YOUR TASK
Go over the material below and report every line that contains the word "against".

EXTRACTED MATERIAL
========

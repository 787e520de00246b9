//! Per-frame header
//!
//! One header precedes every frame payload. The duration field is only
//! present when the image header declared an animation, so both sides of
//! the wire pass that flag in.

use luxel_bitstream::{BitstreamReader, BitstreamWriter};
use luxel_core::consts::MAX_REFERENCE_SLOTS;
use luxel_core::{Error, Result};

/// Byte written after the last frame's payload
pub const FRAME_TERMINATOR: u8 = 0x00;

/// Coding path of a frame
#[derive(Debug, Clone, Copy, PartialEq, Eq)]
pub enum FrameEncoding {
    VarDct = 0,
    Modular = 1,
}

/// Color transform recorded in a VarDCT frame header
pub mod color_transform {
    pub const NONE: u32 = 0;
    pub const YCBCR: u32 = 1;
    pub const XYB: u32 = 2;
}

/// Bit-packed frame header
#[derive(Debug, Clone, PartialEq)]
pub struct FrameHeader {
    pub encoding: FrameEncoding,
    pub is_last: bool,
    /// Duration in ticks; serialized only for animations
    pub duration: u32,
    /// Slot this frame is saved into after decode; 0 = not saved
    pub save_slot: u8,
    /// Slot this frame is a delta against; 0 = full frame
    pub reference_slot: u8,
    /// Progressive pass count, at least 1
    pub num_passes: u8,
    /// One of the `color_transform` constants; NONE for modular frames
    pub color_transform: u32,
    /// Quantization distance (VarDCT frames only)
    pub distance: f32,
    /// Entropy coder selection: rANS when set, RLE fast path otherwise
    pub use_ans: bool,
    /// A per-block quantization scale map follows in the payload
    pub has_scale_map: bool,
    pub has_patches: bool,
    pub has_splines: bool,
    pub has_noise: bool,
    /// Responsive refinement layer rather than a self-contained frame
    pub is_refinement: bool,
    /// Responsive layer index, 0 for plain frames
    pub layer_index: u8,
}

impl Default for FrameHeader {
    fn default() -> Self {
        Self {
            encoding: FrameEncoding::VarDct,
            is_last: true,
            duration: 0,
            save_slot: 0,
            reference_slot: 0,
            num_passes: 1,
            color_transform: color_transform::YCBCR,
            distance: 1.0,
            use_ans: false,
            has_scale_map: false,
            has_patches: false,
            has_splines: false,
            has_noise: false,
            is_refinement: false,
            layer_index: 0,
        }
    }
}

impl FrameHeader {
    pub fn validate(&self) -> Result<()> {
        if self.num_passes == 0 {
            return Err(Error::invalid("frame needs at least one pass"));
        }
        if self.save_slot > MAX_REFERENCE_SLOTS || self.reference_slot > MAX_REFERENCE_SLOTS {
            return Err(Error::invalid(format!(
                "reference slot {}/{} out of range",
                self.save_slot, self.reference_slot
            )));
        }
        if self.color_transform > color_transform::XYB {
            return Err(Error::invalid(format!(
                "color transform {}",
                self.color_transform
            )));
        }
        if self.distance < 0.0 || self.distance.is_nan() {
            return Err(Error::invalid("negative frame distance"));
        }
        Ok(())
    }

    pub fn write(&self, writer: &mut BitstreamWriter, animated: bool) -> Result<()> {
        self.validate()?;
        writer.write_bit(self.encoding == FrameEncoding::Modular);
        writer.write_bit(self.is_last);
        writer.write_bits(self.save_slot as u32, 4)?;
        writer.write_bits(self.reference_slot as u32, 4)?;
        writer.write_bits(self.num_passes as u32, 4)?;
        writer.write_bits(self.color_transform, 2)?;
        writer.write_bit(self.use_ans);
        writer.write_bit(self.has_scale_map);
        writer.write_bit(self.has_patches);
        writer.write_bit(self.has_splines);
        writer.write_bit(self.has_noise);
        writer.write_bit(self.is_refinement);
        writer.write_bits(self.layer_index as u32, 4)?;
        if animated {
            writer.write_bits(self.duration, 32)?;
        }
        if self.encoding == FrameEncoding::VarDct {
            writer.write_u32_be(self.distance.to_bits());
        }
        Ok(())
    }

    pub fn parse(reader: &mut BitstreamReader<'_>, animated: bool) -> Result<Self> {
        let encoding = if reader.read_bit()? {
            FrameEncoding::Modular
        } else {
            FrameEncoding::VarDct
        };
        let is_last = reader.read_bit()?;
        let save_slot = reader.read_bits(4)? as u8;
        let reference_slot = reader.read_bits(4)? as u8;
        let num_passes = reader.read_bits(4)? as u8;
        let color_transform = reader.read_bits(2)?;
        let use_ans = reader.read_bit()?;
        let has_scale_map = reader.read_bit()?;
        let has_patches = reader.read_bit()?;
        let has_splines = reader.read_bit()?;
        let has_noise = reader.read_bit()?;
        let is_refinement = reader.read_bit()?;
        let layer_index = reader.read_bits(4)? as u8;
        let duration = if animated { reader.read_bits(32)? } else { 0 };
        let distance = if encoding == FrameEncoding::VarDct {
            f32::from_bits(reader.read_u32_be()?)
        } else {
            0.0
        };

        let header = Self {
            encoding,
            is_last,
            duration,
            save_slot,
            reference_slot,
            num_passes,
            color_transform,
            distance,
            use_ans,
            has_scale_map,
            has_patches,
            has_splines,
            has_noise,
            is_refinement,
            layer_index,
        };
        header.validate().map_err(|e| match e {
            Error::InvalidInput(msg) => Error::DecodeFailed(msg),
            other => other,
        })?;
        Ok(header)
    }
}
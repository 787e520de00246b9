//! Multi-frame orchestration: animation and reference-frame deltas
//!
//! Each frame is either a keyframe (full encode, saved into a reference
//! slot) or a delta frame carrying residuals against the most similar
//! slot. Residuals are computed against the slot's source pixels
//! (open-loop prediction); deltas are never saved as references, so the
//! prediction error cannot accumulate. Slots evict oldest-first.

use std::sync::Arc;

use luxel_bitstream::BitstreamWriter;
use luxel_core::consts::TICKS_PER_SECOND;
use luxel_core::{
    BufferPool, EncodingOptions, Error, ImageFrame, PixelType, ReferenceFrameConfig, Result,
};
use luxel_headers::{FrameEncoding, FrameHeader};
use luxel_runtime::{Kernels, WorkStealingPool};

use crate::frame::{plane_to_i32, Overlays};
use crate::modular::{delta_payload, modular_payload};
use crate::vardct::{encode_vardct_payload, VarDctSettings};

struct ReferenceSlot {
    planes: Vec<Vec<i32>>,
    inserted_at: u64,
}

struct SlotTable {
    slots: Vec<Option<ReferenceSlot>>,
    clock: u64,
}

impl SlotTable {
    fn new(capacity: usize) -> Self {
        Self {
            slots: (0..capacity).map(|_| None).collect(),
            clock: 0,
        }
    }

    /// Store a frame's planes, evicting the oldest slot when full.
    /// Returns the 1-based slot index.
    fn save(&mut self, planes: Vec<Vec<i32>>) -> u8 {
        self.clock += 1;
        let index = match self.slots.iter().position(|s| s.is_none()) {
            Some(empty) => empty,
            None => self
                .slots
                .iter()
                .enumerate()
                .min_by_key(|(_, s)| s.as_ref().map(|r| r.inserted_at).unwrap_or(0))
                .map(|(i, _)| i)
                .unwrap_or(0),
        };
        self.slots[index] = Some(ReferenceSlot {
            planes,
            inserted_at: self.clock,
        });
        index as u8 + 1
    }

    /// Most similar occupied slot: (1-based index, similarity score).
    fn best_match(&self, planes: &[Vec<i32>], range: f64) -> Option<(u8, f32)> {
        let mut best: Option<(u8, f32)> = None;
        for (i, slot) in self.slots.iter().enumerate() {
            let Some(slot) = slot else { continue };
            let score = similarity(planes, &slot.planes, range);
            if best.map(|(_, s)| score > s).unwrap_or(true) {
                best = Some((i as u8 + 1, score));
            }
        }
        best
    }

    fn planes(&self, slot: u8) -> Result<&[Vec<i32>]> {
        self.slots
            .get(slot as usize - 1)
            .and_then(|s| s.as_ref())
            .map(|s| s.planes.as_slice())
            .ok_or_else(|| Error::EncodingFailed(format!("reference slot {} empty", slot)))
    }
}

/// Similarity in [0, 1]: 1 means identical planes.
fn similarity(a: &[Vec<i32>], b: &[Vec<i32>], range: f64) -> f32 {
    let mut total_diff = 0f64;
    let mut total_samples = 0usize;
    for (pa, pb) in a.iter().zip(b.iter()) {
        for (&x, &y) in pa.iter().zip(pb.iter()) {
            total_diff += (x as f64 - y as f64).abs();
        }
        total_samples += pa.len();
    }
    if total_samples == 0 {
        return 0.0;
    }
    let mad = total_diff / total_samples as f64;
    (1.0 - mad / range).clamp(0.0, 1.0) as f32
}

/// Duration in ticks for frame `index`
pub(crate) fn frame_duration(options: &EncodingOptions, index: usize) -> u32 {
    let animation = options.animation.clone().unwrap_or_default();
    if let Some(durations) = &animation.frame_durations {
        if let Some(&d) = durations.get(index) {
            return d;
        }
    }
    (TICKS_PER_SECOND as f32 / animation.fps) as u32
}

fn with_frame_index(error: Error, index: usize) -> Error {
    match error {
        Error::InvalidInput(msg) => Error::InvalidInput(format!("frame {}: {}", index, msg)),
        Error::EncodingFailed(msg) => Error::EncodingFailed(format!("frame {}: {}", index, msg)),
        Error::NotSupported(msg) => Error::NotSupported(format!("frame {}: {}", index, msg)),
        Error::DecodeFailed(msg) => Error::DecodeFailed(format!("frame {}: {}", index, msg)),
    }
}

pub(crate) struct SequenceStats {
    pub keyframes: usize,
    pub deltas: usize,
}

/// Encode an animation sequence into `writer` (headers for the image
/// itself are already written).
pub(crate) fn encode_sequence(
    frames: &[ImageFrame],
    options: &EncodingOptions,
    kernels: &'static dyn Kernels,
    pool: &WorkStealingPool,
    scratch: &Arc<BufferPool<f32>>,
    writer: &mut BitstreamWriter,
) -> Result<SequenceStats> {
    let first = &frames[0];
    let reference_config = options.reference_frames;
    let slot_capacity = reference_config
        .map(|c| c.max_reference_slots as usize)
        .unwrap_or(1);
    let mut slots = SlotTable::new(slot_capacity);
    let range = crate::frame::med_max_sample(first.bit_depth).max(1) as f64;

    let mut stats = SequenceStats {
        keyframes: 0,
        deltas: 0,
    };
    let mut frames_since_keyframe = 0u32;
    let mut consecutive_deltas = 0u32;

    for (index, frame) in frames.iter().enumerate() {
        frame.validate().map_err(|e| with_frame_index(e, index))?;
        if frame.width() != first.width()
            || frame.height() != first.height()
            || frame.channel_count() != first.channel_count()
            || frame.pixel_type() != first.pixel_type()
        {
            return Err(Error::InvalidInput(format!(
                "frame {}: geometry differs from frame 0",
                index
            )));
        }

        let planes: Vec<Vec<i32>> = frame.buffer.planes().iter().map(plane_to_i32).collect();
        let is_last = index == frames.len() - 1;
        let duration = frame_duration(options, index);

        // Overlays attach to the last frame, once reference slots exist
        let overlays = if is_last {
            Overlays {
                patches: &options.patches,
                splines: &options.splines,
                noise: if options.is_modular() {
                    None
                } else {
                    options.noise.as_ref()
                },
            }
        } else {
            Overlays::none()
        };

        let delta_target = reference_config.and_then(|config| {
            decide_delta(
                index,
                frames_since_keyframe,
                consecutive_deltas,
                &config,
                &slots,
                &planes,
                range,
                frame.pixel_type(),
            )
        });

        match delta_target {
            Some(reference_slot) => {
                let reference = slots.planes(reference_slot)?;
                let payload = delta_payload(&planes, reference, options.use_ans)
                    .map_err(|e| with_frame_index(e, index))?;
                let header = FrameHeader {
                    encoding: FrameEncoding::Modular,
                    is_last,
                    duration,
                    reference_slot,
                    color_transform: luxel_headers::frame::color_transform::NONE,
                    distance: 0.0,
                    use_ans: options.use_ans,
                    has_patches: !overlays.patches.is_empty(),
                    has_splines: !overlays.splines.is_empty(),
                    has_noise: overlays.noise.is_some(),
                    ..FrameHeader::default()
                };
                header.write(writer, true)?;
                writer.flush_byte();
                writer.write_data(&payload);
                stats.deltas += 1;
                consecutive_deltas += 1;
                frames_since_keyframe += 1;
            }
            None => {
                let (payload, header_encoding, header_extra) =
                    encode_keyframe(frame, options, kernels, pool, scratch)
                        .map_err(|e| with_frame_index(e, index))?;
                let save_slot = slots.save(planes);
                let header = FrameHeader {
                    encoding: header_encoding,
                    is_last,
                    duration,
                    save_slot,
                    color_transform: header_extra.color_transform,
                    distance: header_extra.distance,
                    use_ans: options.use_ans,
                    has_scale_map: header_extra.has_scale_map,
                    has_patches: !overlays.patches.is_empty(),
                    has_splines: !overlays.splines.is_empty(),
                    has_noise: overlays.noise.is_some(),
                    ..FrameHeader::default()
                };
                header.write(writer, true)?;
                writer.flush_byte();
                writer.write_data(&payload);
                stats.keyframes += 1;
                consecutive_deltas = 0;
                frames_since_keyframe = 1;
            }
        }

        if !overlays.is_empty() {
            overlays.write(writer).map_err(|e| with_frame_index(e, index))?;
        }
    }
    Ok(stats)
}

pub(crate) struct KeyframeHeaderInfo {
    pub color_transform: u32,
    pub distance: f32,
    pub has_scale_map: bool,
}

/// Full encode of one frame.
pub(crate) fn encode_keyframe(
    frame: &ImageFrame,
    options: &EncodingOptions,
    kernels: &'static dyn Kernels,
    pool: &WorkStealingPool,
    scratch: &Arc<BufferPool<f32>>,
) -> Result<(Vec<u8>, FrameEncoding, KeyframeHeaderInfo)> {
    if options.is_modular() {
        let payload = modular_payload(frame, options.use_ans, kernels, pool)?;
        Ok((
            payload,
            FrameEncoding::Modular,
            KeyframeHeaderInfo {
                color_transform: luxel_headers::frame::color_transform::NONE,
                distance: 0.0,
                has_scale_map: false,
            },
        ))
    } else {
        let settings = crate::vardct_settings(frame, options, options.distance(), 1);
        let output = encode_vardct_payload(frame, &settings, kernels, pool, scratch)?;
        Ok((
            output.payload,
            FrameEncoding::VarDct,
            KeyframeHeaderInfo {
                color_transform: settings.color_transform,
                distance: settings.distance,
                has_scale_map: output.has_scale_map,
            },
        ))
    }
}

#[allow(clippy::too_many_arguments)]
fn decide_delta(
    index: usize,
    frames_since_keyframe: u32,
    consecutive_deltas: u32,
    config: &ReferenceFrameConfig,
    slots: &SlotTable,
    planes: &[Vec<i32>],
    range: f64,
    pixel_type: PixelType,
) -> Option<u8> {
    if index == 0 {
        return None;
    }
    // Float planes travel as bit patterns; differencing them is meaningless
    if pixel_type == PixelType::F32 {
        return None;
    }
    if frames_since_keyframe >= config.keyframe_interval {
        return None;
    }
    if consecutive_deltas >= config.max_delta_frames {
        return None;
    }
    let (slot, score) = slots.best_match(planes, range)?;
    if score < config.similarity_threshold {
        return None;
    }
    Some(slot)
}

#[cfg(test)]
mod tests {
    use super::*;

    #[test]
    fn similarity_of_identical_planes_is_one() {
        let planes = vec![vec![5i32; 64]; 3];
        assert_eq!(similarity(&planes, &planes, 255.0), 1.0);
    }

    #[test]
    fn similarity_decreases_with_difference() {
        let a = vec![vec![0i32; 64]];
        let b = vec![vec![51i32; 64]];
        let score = similarity(&a, &b, 255.0);
        assert!((score - 0.8).abs() < 1e-5, "score {}", score);
    }

    #[test]
    fn slot_table_evicts_oldest() {
        let mut table = SlotTable::new(2);
        assert_eq!(table.save(vec![vec![1]]), 1);
        assert_eq!(table.save(vec![vec![2]]), 2);
        // Full: oldest (slot 1) is replaced
        assert_eq!(table.save(vec![vec![3]]), 1);
        assert_eq!(table.planes(1).unwrap()[0], vec![3]);
        assert_eq!(table.planes(2).unwrap()[0], vec![2]);
    }

    #[test]
    fn duration_falls_back_to_fps() {
        let mut options = EncodingOptions::default();
        options.animation = Some(luxel_core::AnimationConfig {
            fps: 30.0,
            ..Default::default()
        });
        assert_eq!(frame_duration(&options, 0), 33);

        options.animation = Some(luxel_core::AnimationConfig {
            fps: 30.0,
            frame_durations: Some(vec![10, 20]),
            ..Default::default()
        });
        assert_eq!(frame_duration(&options, 1), 20);
        assert_eq!(frame_duration(&options, 5), 33);
    }

    #[test]
    fn keyframe_interval_forces_refresh() {
        let config = ReferenceFrameConfig {
            keyframe_interval: 4,
            max_delta_frames: 10,
            similarity_threshold: 0.0,
            max_reference_slots: 2,
        };
        let slots = {
            let mut t = SlotTable::new(2);
            t.save(vec![vec![0i32; 16]]);
            t
        };
        let planes = vec![vec![0i32; 16]];
        assert!(decide_delta(1, 1, 0, &config, &slots, &planes, 255.0, PixelType::U8).is_some());
        assert!(decide_delta(5, 4, 3, &config, &slots, &planes, 255.0, PixelType::U8).is_none());
    }
}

========

WRITTEN RESPONSE
    /// Slot this frame is a delta against; 0 = full frame
//! slot) or a delta frame carrying residuals against the most similar
//! slot. Residuals are computed against the slot's source pixels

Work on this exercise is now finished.